Christianity's decline gets more complicated, new Pew religion study finds

A sweeping census on the state of American religion reveals a less sensational tale of Christianity in decline and a rise of the religiously unaffiliated compared to a decade ago.
Pew Research Center released Wednesday its latest Religious Landscape Study, the nonpartisan research center’s third-ever report of this kind on U.S. religious identity, belief and practice. The last two reports were in 2014 and 2007.
According to the new study, 62% of U.S. adults identify as Christian, 29% are religiously unaffiliated, often called “nones,” and 7% identify as other religions including Judaism, Islam, Buddhism and Hinduism. The share of Christians is down by 9 percentage points from a decade ago and the religiously unaffiliated up by 6 percentage points, though Pew researchers said it’s a complex trend.
“One of the big takeaways is … we’re seeing recent stabilization within American Christianity amid a much longer period of decline,“ Greg Smith, Pew senior associate director, said in a news conference last week.

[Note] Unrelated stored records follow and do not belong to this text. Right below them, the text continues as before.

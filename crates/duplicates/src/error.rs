//! Duplicate Detection Error Types

use derive_more::{Display, Error};

/// A duplicate detection error with automatic location tracking.
pub type Error = exn::Exn<ErrorKind>;
/// Result type alias for duplicate detection.
pub type Result<T> = std::result::Result<T, Error>;

#[derive(Debug, Display, Error, Clone, PartialEq, Eq)]
pub enum ErrorKind {
    /// A chunk worker crashed; its chunk has no result.
    #[display("duplicate check of chunk {_0} failed")]
    Worker(#[error(not(source))] usize),
    /// A chunk was removed from the queue before it ran.
    #[display("duplicate check of chunk {_0} was cancelled")]
    Cancelled(#[error(not(source))] usize),
}

impl ErrorKind {
    /// Returns `true` if retrying might succeed.
    pub fn is_retryable(&self) -> bool {
        matches!(self, Self::Cancelled(_))
    }
}
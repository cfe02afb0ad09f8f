//! Read-only view over a repository on disk
//!
//! A [`Repository`] is opened on a working directory root and reads from the
//! `.git` directory below it. It holds no mutable state and never caches, so a
//! single instance can be shared across threads; concurrent writers are simply
//! observed on the next read.

use crate::areas::database::Database;
use crate::areas::refs::Refs;
use crate::artifacts::log::history::History;
use crate::artifacts::objects::commit::Commit;
use crate::artifacts::objects::object_id::ObjectId;
use crate::artifacts::objects::raw_object::RawObject;
use crate::errors::{Error, Result};
use std::path::Path;

/// Name of the metadata directory below the working directory root
pub const GIT_DIR: &str = ".git";

#[derive(Debug)]
pub struct Repository {
    path: Box<Path>,
    git_path: Box<Path>,
    database: Database,
    refs: Refs,
}

impl Repository {
    /// Open the repository whose working directory is `path`
    ///
    /// # Errors
    ///
    /// `InvalidArgument` when `path` is not a directory or has no `.git`
    /// directory below it.
    pub fn open(path: impl AsRef<Path>) -> Result<Self> {
        let path = path.as_ref();
        if !path.is_dir() {
            return Err(Error::InvalidArgument(format!(
                "{} is not a directory",
                path.display()
            )));
        }

        let path = path.canonicalize().map_err(|err| Error::io(path, err))?;
        let git_path = path.join(GIT_DIR);
        if !git_path.is_dir() {
            return Err(Error::InvalidArgument(format!(
                "{} is not a repository (no {GIT_DIR} directory)",
                path.display()
            )));
        }

        log::debug!("opened repository at {}", path.display());

        let database = Database::new(git_path.join("objects").into_boxed_path());
        let refs = Refs::new(git_path.clone().into_boxed_path());

        Ok(Repository {
            path: path.into_boxed_path(),
            git_path: git_path.into_boxed_path(),
            database,
            refs,
        })
    }

    pub fn path(&self) -> &Path {
        &self.path
    }

    pub fn git_path(&self) -> &Path {
        &self.git_path
    }

    /// The commit HEAD points to, or `None` for a repository without commits
    pub fn resolve_head(&self) -> Result<Option<Commit>> {
        match self.refs.read_head()? {
            Some(head_oid) => self.fetch_commit(&head_oid),
            None => Ok(None),
        }
    }

    /// Load one commit; `None` when the object is absent
    pub fn fetch_commit(&self, commit_id: &ObjectId) -> Result<Option<Commit>> {
        self.database.parse_object_as_commit(commit_id)
    }

    /// Load and decode any object; `None` when the object is absent
    pub fn read_object(&self, object_id: &ObjectId) -> Result<Option<RawObject>> {
        self.database.parse_object(object_id)
    }

    /// Walk the ancestry of `start`, newest authored first
    pub fn history(
        &self,
        start: Commit,
    ) -> History<impl Fn(&ObjectId) -> Result<Option<Commit>> + '_> {
        History::new(start, |commit_id| self.fetch_commit(commit_id))
    }

    /// Walk the ancestry of HEAD; an empty walk when there are no commits
    pub fn head_history(
        &self,
    ) -> Result<History<impl Fn(&ObjectId) -> Result<Option<Commit>> + '_>> {
        let loader = |commit_id: &ObjectId| self.fetch_commit(commit_id);

        match self.resolve_head()? {
            Some(head) => Ok(History::new(head, loader)),
            None => Ok(History::empty(loader)),
        }
    }
}
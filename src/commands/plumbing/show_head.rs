use crate::areas::repository::Repository;
use std::io::Write;

impl Repository {
    /// Print the ID of the HEAD commit; nothing when there are no commits yet
    pub fn show_head(&self, writer: &mut impl Write) -> anyhow::Result<()> {
        if let Some(head) = self.resolve_head()? {
            writeln!(writer, "{}", head.oid())?;
        }

        Ok(())
    }
}
use crate::common::command::{
    git_rev_parse, repository_with_multiple_commits, run_bitread_command, run_git_command,
};
use assert_fs::TempDir;
use pretty_assertions::assert_eq;
use rstest::rstest;

#[rstest]
fn cat_file_keeps_signature_and_encoding_headers(
    repository_with_multiple_commits: TempDir,
) -> Result<(), Box<dyn std::error::Error>> {
    let dir = repository_with_multiple_commits.path();
    let tree = git_rev_parse(dir, "HEAD^{tree}")?;
    let parent = git_rev_parse(dir, "HEAD")?;
    let payload = format!(
        "tree {tree}\n\
         parent {parent}\n\
         author fake_user <fake_email@email.com> 1700000000 +0100\n\
         committer fake_user <fake_email@email.com> 1700000000 +0100\n\
         encoding UTF-8\n\
         gpgsig -----BEGIN PGP SIGNATURE-----\n \n iQEzBAABCAAdFiEE\n =abcd\n\
         \x20-----END PGP SIGNATURE-----\n\
         \n\
         Signed commit\n"
    );

    // hash-object writes the commit without needing a signing key
    let written = run_git_command(dir, &["hash-object", "-t", "commit", "-w", "--stdin"])
        .write_stdin(payload.clone())
        .output()?;
    assert!(written.status.success());
    let signed = String::from_utf8(written.stdout)?.trim().to_string();

    let bitread_output = run_bitread_command(dir, &["cat-file", "-p", &signed]).output()?;
    let git_output = run_git_command(dir, &["cat-file", "-p", &signed]).output()?;

    assert!(bitread_output.status.success());
    assert_eq!(String::from_utf8(bitread_output.stdout)?, payload);
    assert_eq!(payload, String::from_utf8(git_output.stdout)?);

    Ok(())
}
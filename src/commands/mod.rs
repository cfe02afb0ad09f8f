//! Command implementations
//!
//! Commands are organized into two categories following Git's architecture:
//!
//! - `plumbing`: Low-level commands for direct object access (cat-file, hash-object)
//! - `porcelain`: User-facing commands (log)
//!
//! Commands return `anyhow::Result` and write to any `std::io::Write`, so the
//! binary can route output through the pager and tests can capture it.

pub mod plumbing;
pub mod porcelain;
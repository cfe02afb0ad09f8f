use crate::CommitDisplayFormat;
use crate::areas::repository::Repository;
use crate::artifacts::objects::commit::Commit;
use anyhow::Context;
use colored::Colorize;
use std::io::Write;

#[derive(Debug, Clone, Default)]
pub struct LogOptions {
    pub oneline: bool,
    pub abbrev_commit: bool,
    pub format: CommitDisplayFormat,
}

impl Repository {
    /// Print the history reachable from HEAD, newest authored first
    pub fn log(&self, opts: &LogOptions, writer: &mut impl Write) -> anyhow::Result<()> {
        let history = self.head_history().context("unable to resolve HEAD")?;

        for (index, commit) in history.enumerate() {
            let commit = commit.context("unable to walk the commit history")?;

            if index > 0 && blank_line_between(opts) {
                writeln!(writer)?;
            }
            display_commit(&commit, opts, writer)?;
        }

        Ok(())
    }
}

/// Render one commit the way `opts` asks for
pub fn display_commit(
    commit: &Commit,
    opts: &LogOptions,
    writer: &mut impl Write,
) -> anyhow::Result<()> {
    if opts.oneline {
        return show_commit_oneline(commit, true, writer);
    }

    match opts.format {
        CommitDisplayFormat::Medium => show_commit_medium(commit, opts.abbrev_commit, writer),
        CommitDisplayFormat::OneLine => show_commit_oneline(commit, opts.abbrev_commit, writer),
    }
}

fn blank_line_between(opts: &LogOptions) -> bool {
    !opts.oneline && opts.format == CommitDisplayFormat::Medium
}

fn show_commit_medium(
    commit: &Commit,
    abbrev_commit: bool,
    writer: &mut impl Write,
) -> anyhow::Result<()> {
    writeln!(
        writer,
        "{}",
        format!("commit {}", abbrev_commit_id(commit, abbrev_commit)).yellow()
    )?;
    writeln!(writer, "Author: {}", commit.author().display_name())?;
    writeln!(writer, "Date:   {}", commit.author().readable_timestamp())?;
    writeln!(writer)?;
    for message_line in commit.message().lines() {
        writeln!(writer, "    {message_line}")?;
    }

    Ok(())
}

fn show_commit_oneline(
    commit: &Commit,
    abbrev_commit: bool,
    writer: &mut impl Write,
) -> anyhow::Result<()> {
    writeln!(
        writer,
        "{} {}",
        abbrev_commit_id(commit, abbrev_commit).yellow(),
        commit.short_message()
    )?;

    Ok(())
}

fn abbrev_commit_id(commit: &Commit, abbrev_commit: bool) -> String {
    if abbrev_commit {
        commit.oid().to_short_oid()
    } else {
        commit.oid().to_hex()
    }
}
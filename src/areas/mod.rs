//! Core repository components
//!
//! This module contains the read side of a Git repository:
//!
//! - `database`: Object database holding blobs, trees, and commits
//! - `refs`: Reference resolution (HEAD and branches)
//! - `repository`: Read-only handle tying the two together

pub mod database;
pub mod refs;
pub mod repository;
//! Git data structures and algorithms
//!
//! - `core`: Shared utilities (pager wrapper)
//! - `log`: Commit history traversal
//! - `objects`: Git object types (object IDs, raw objects, commits)

pub mod core;
pub mod log;
pub mod objects;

Few other reports offer as comprehensive a picture of American religion, with the next closest being the Public Religion Research Institute’s American Values Atlas. The new Religious Landscape Study and an interactive online tool, based on research conducted in 2023-24, outline many major trends in the U.S.
Generational differences such as the fact younger Americans are less religious than older ones drive many of the trends assessed in the study.
“That means for lasting stability to take hold in U.S. religion, something would need to change," Smith said.
Nondenominational evangelical growth
Despite steady rates of interest in certain spiritual practices and ideas across various demographics, major U.S. religious institutions continue to falter.
Pew reported the four top categories of Christian adults have all declined. Those categories are:
- 23% of U.S. adults identify as evangelical Protestants, down from 25% in 2014
- 19% are Catholic, down from 21% in 2014
- 11% are mainline Protestant, down from 15% in 2014
- 5% are part of historically Black Protestant traditions, down from 6% in 2014
The most direct hits have been to Protestant denominations, though not necessarily to all Protestant identities.
Smaller percentages of U.S. adults identify with top Protestant denominations. But defying that downward spiral are nondenominational evangelicals, a group that’s deeply religious but doesn’t necessarily embrace denominational labels. The "nondenominational evangelical family" grew by one percentage point since 2014.
“It’s always been the case that many people choose a local congregation in part based on pragmatic considerations,” Penny Edgell, a University of Minnesota sociologist and Pew expert advisor, said at the news conference. “That probably has increased. … People are in general less concerned than they used to be about religious doctrine. They are more likely to hold a set of common beliefs.”
Politics, gender and the religion of family values
The borders around common beliefs between religious versus nonreligious Americans are becoming more defined for many religious groups, a phenomenon most clearly illustrated by political attitudes.
The study found Americans that are more religious are also more likely to align with the Republican Party and associated views, while less religious Americans are more likely to identify with the Democratic Party.
Race and age are important contributors to these differences in political views among different religious identities, but so are gender and views about gender roles.
Though women continue to be more religious than men, the study found that gap is narrowing. Edgell said that trend and the heightened political polarization between religious identities when considered together point to attitudes about traditional values and the nuclear family.
“(It) has a whole lot to do with whether people are happy about, invested in and want to support traditional patriarchal gender and family arrangements, or if they want to challenge those,” Edgell said. “There is a gender, family, sexuality story that I think is driving a lot of this polarization. It’s not an effect of this polarization; it’s driving it.”